Suppose that the estimated inflation for the next year is 10%. This implies that we must add assets, in our portfolio, with estimated yields higher than 10% for the next year. That would be a real cover (hegde). Something that covers us from the risk of that inflationary year. So, the investor is forced to look for assets that prosper in periods of high inflation. Investing in an asset that falls in price with high inflation, but had a very good run in the past during a period of low inflation would not make much sense. In this case, Coca-Cola is a better hedge than Tesla, for example.
During a period of moderate inflation, inflation is not a problem. In other words, the goal is not to grow 2% a year. During those periods, the goal is not to beat inflation. The goal is to outperform the S&P 500. Investors want to grow 10%, 15%, 20% or more. Here the risk assets are the crown jewels. Bitcoin is great. He is a star asset. Excellent long term investment. But it is a risky asset. It is not necessarily a hedge against inflation. “Risk asset” is not a bad phrase. Here risk means opportunity.

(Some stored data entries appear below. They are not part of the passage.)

impl Distribution {
    /// Build a distribution from its family name and hyperparameters.
    ///
    /// # Arguments
    /// * `name` - Family name, see the module table
    /// * `hyper` - Hyperparameters keyed by name
    ///
    /// # Returns
    /// * `Ok(Distribution)` - Ready to sample
    /// * `Err(PriorError::Config)` - Unknown family, missing or unexpected
    ///   hyperparameters, or values the family rejects
    pub fn from_named(name: &str, hyper: &BTreeMap<String, f64>) -> Result<Self> {
        let mut h = Hyper::new(name, hyper);
        let (family, lower, upper) = match name {
            "normal" => {
                let mu = h.required("mu")?;
                let sigma = h.required("sigma")?;
                let normal = Normal::new(mu, sigma).map_err(|e| invalid(name, e))?;
                (Family::Normal(normal), h.optional("lower")?, h.optional("upper")?)
            }
            "lognormal" => {
                let mu = h.required("mu")?;
                let sigma = h.required("sigma")?;
                let lognormal = LogNormal::new(mu, sigma).map_err(|e| invalid(name, e))?;
                (
                    Family::LogNormal(lognormal),
                    h.optional("lower")?,
                    h.optional("upper")?,
                )
            }
            "generalized_normal" => {
                let mu = h.required("mu")?;
                let alpha = h.required("alpha")?;
                let p = h.required("p")?;
                if !(alpha > 0.0 && p > 0.0) {
                    return Err(invalid(name, "alpha and p must be positive"));
                }
                let gamma = Gamma::new(1.0 / p, 1.0).map_err(|e| invalid(name, e))?;
                (
                    Family::GeneralizedNormal {
                        mu,
                        alpha,
                        p,
                        gamma,
                    },
                    h.optional("lower")?,
                    h.optional("upper")?,
                )
            }
            "beta" => {
                let a = h.required("a")?;
                let b = h.required("b")?;
                let lower = h.optional("lower")?.unwrap_or(0.0);
                let upper = h.optional("upper")?.unwrap_or(1.0);
                if lower > upper {
                    return Err(invalid(name, "lower exceeds upper"));
                }
                let family = if lower == upper {
                    Family::Constant(lower)
                } else {
                    let beta = Beta::new(a, b).map_err(|e| invalid(name, e))?;
                    Family::Beta { beta, lower, upper }
                };
                (family, None, None)
            }
            "uniform" => {
                let lower = h.required("lower")?;
                let upper = h.required("upper")?;
                if lower > upper {
                    return Err(invalid(name, "lower exceeds upper"));
                }
                let family = if lower == upper {
                    Family::Constant(lower)
                } else {
                    Family::Uniform(Uniform::new(lower, upper))
                };
                (family, None, None)
            }
            "one_minus_rayleigh" => {
                let scale = h.required("scale")?;
                if !(scale > 0.0) {
                    return Err(invalid(name, "scale must be positive"));
                }
                // Rayleigh(s) is Weibull with shape 2 and scale s * sqrt(2)
                let weibull =
                    Weibull::new(scale * std::f64::consts::SQRT_2, 2.0).map_err(|e| invalid(name, e))?;
                (
                    Family::OneMinusRayleigh(weibull),
                    h.optional("lower")?,
                    h.optional("upper")?,
                )
            }
            other => {
                return Err(PriorError::config(format!(
                    "unknown distribution family '{other}'"
                )))
            }
        };
        h.finish()?;

        if let (Some(lo), Some(hi)) = (lower, upper) {
            if lo > hi {
                return Err(invalid(name, format!("lower ({lo}) exceeds upper ({hi})")));
            }
            if lo == hi {
                return Ok(Self {
                    family: Family::Constant(lo),
                    lower: None,
                    upper: None,
                    log: false,
                });
            }
        }

        Ok(Self {
            family,
            lower,
            upper,
            log: false,
        })
    }

    /// Build from a parsed parameter spec, honouring its `log` flag.
    pub fn from_spec(spec: &DistSpec) -> Result<Self> {
        Ok(Self::from_named(&spec.family, &spec.hyper)?.with_log(spec.log))
    }

    /// Draw in log space and exponentiate the result.
    pub fn with_log(mut self, log: bool) -> Self {
        self.log = log;
        self
    }

    fn draw_raw<R: Rng + ?Sized>(&self, rng: &mut R) -> f64 {
        match &self.family {
            Family::Normal(normal) => normal.sample(rng),
            Family::LogNormal(lognormal) => lognormal.sample(rng),
            Family::GeneralizedNormal {
                mu,
                alpha,
                p,
                gamma,
            } => {
                // |x - mu| / alpha raised to p is Gamma(1/p, 1)
                let magnitude = gamma.sample(rng).powf(1.0 / p);
                let sign = if rng.gen_bool(0.5) { 1.0 } else { -1.0 };
                mu + alpha * sign * magnitude
            }
            Family::Beta { beta, lower, upper } => lower + (upper - lower) * beta.sample(rng),
            Family::Uniform(uniform) => uniform.sample(rng),
            Family::OneMinusRayleigh(weibull) => 1.0 - weibull.sample(rng),
            Family::Constant(value) => *value,
        }
    }

    fn in_bounds(&self, value: f64) -> bool {
        self.lower.map_or(true, |lo| value >= lo) && self.upper.map_or(true, |hi| value <= hi)
    }

    /// Draw one value.
    ///
    /// Truncation bounds apply in the sampling domain, before the optional
    /// exponentiation.
    ///
    /// # Returns
    /// * `Ok(f64)` - The realised value
    /// * `Err(PriorError::RetryExhausted)` - If the bounds reject
    ///   [`MAX_TRUNCATION_ATTEMPTS`] draws in a row
    pub fn sample<R: Rng + ?Sized>(&self, rng: &mut R) -> Result<f64> {
        let mut attempts = 0;
        let value = loop {
            let value = self.draw_raw(rng);
            if self.in_bounds(value) {
                break value;
            }
            attempts += 1;
            if attempts >= MAX_TRUNCATION_ATTEMPTS {
                return Err(PriorError::RetryExhausted {
                    what: format!(
                        "truncated draw within [{:?}, {:?}]",
                        self.lower, self.upper
                    ),
                    attempts,
                });
            }
        };
        Ok(if self.log { value.exp() } else { value })
    }
}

Wall Street is very clear on Bitcoin. This downward cycle will pass and the institutions are not going to miss the opportunity. All this mess and confusion around words and terms comes from ideology. Bitcoin is not only a digital asset and an emerging market. It is also a digital tribe with its own culture and its own narratives. The configuration of the tribe is, in fact, quite diverse. However, libertarians, anarcho-capitalists and hard-line conservatives are the loudest camp in the field of discourse. They have proclaimed themselves as the official voices of Bitcoin implying the balance more towards the political than towards the financial.
Of course, there is also a silent majority whose goals are more financial than political. Militants dominate on Twitter. But investors dominate in price action. Users are the true owners of Bitcoin. And the new capitals are what will drive the price of Bitcoin in the future. The world is diverse. So Bitcoin, as it grows more, will be more and more diverse. Wall Street is slowly arriving. These are hard times. But this will not be forever. There are many reasons to see the future with optimism.
Disclaimer: The information and/or opinions expressed in this article do not necessarily represent the views or editorial line of Cointelegraph. The information set forth herein should not be taken as financial advice or investment recommendation. All investment and commercial movement involve risks and it is the responsibility of each person to do their due research before making an investment decision.